This blog-creation process is no fun, but I'm going to hang in here.
Right now I am reading a graphic novel that has captured my heart. Called The Thrilling Adventures of Lovelace and Babbage, the book opens with straightforward bios of the two main characters. Then it launches itself into flights of fancy which occur in the multiverse, an alternative universe where time is a bit wobbly. Among other amusing adventures, there has been an exploration of the possibility that Ada was actually the notorious Person from Porlock, who interrupted Coleridge and sidetracked the completion of his poem about Kubla Khan and Xanadu. In this book, she is selling life insurance.
In another episode Queen Victoria makes a visit, accompanied by Lord Wellington and his horse Copenhagen, who is very well behaved.
In the current adventure, Mary Ann Evans has turned up with a manuscript by her 'friend' George.

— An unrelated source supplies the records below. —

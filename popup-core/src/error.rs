use thiserror::Error;

/// Wiring mistakes surfaced to the caller.
///
/// Timing issues (a node not mounted yet, no triggers rendered) are only
/// logged; these variants mean the markup itself is wrong.
#[derive(Error, Debug, Clone, PartialEq, Eq)]
pub enum PopupError {
    #[error("Dialog {0} is not found")]
    DialogNotFound(String),
    #[error("Layer for dialog {0} is not found")]
    LayerNotFound(String),
}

Babbage is asking questions about the manuscript being analyzed. 'It's not poetry, is it?' Then he goes on to give a definition of poetry, which confuses the writer Evans (and me, too): 'Defining identifier: the aesthetic qualities of the language do not invoke meaning in addition, or in place of, prosaic ostensible meaning.' She replies 'Yes. I mean, no? I mean, when you put it like that I couldn't say.' Then he dumbs it down for her. 'Do the lines go all the way across the page?' That's where I lost it and laughed out loud. Best way to differentiate prose from poetry I've ever read.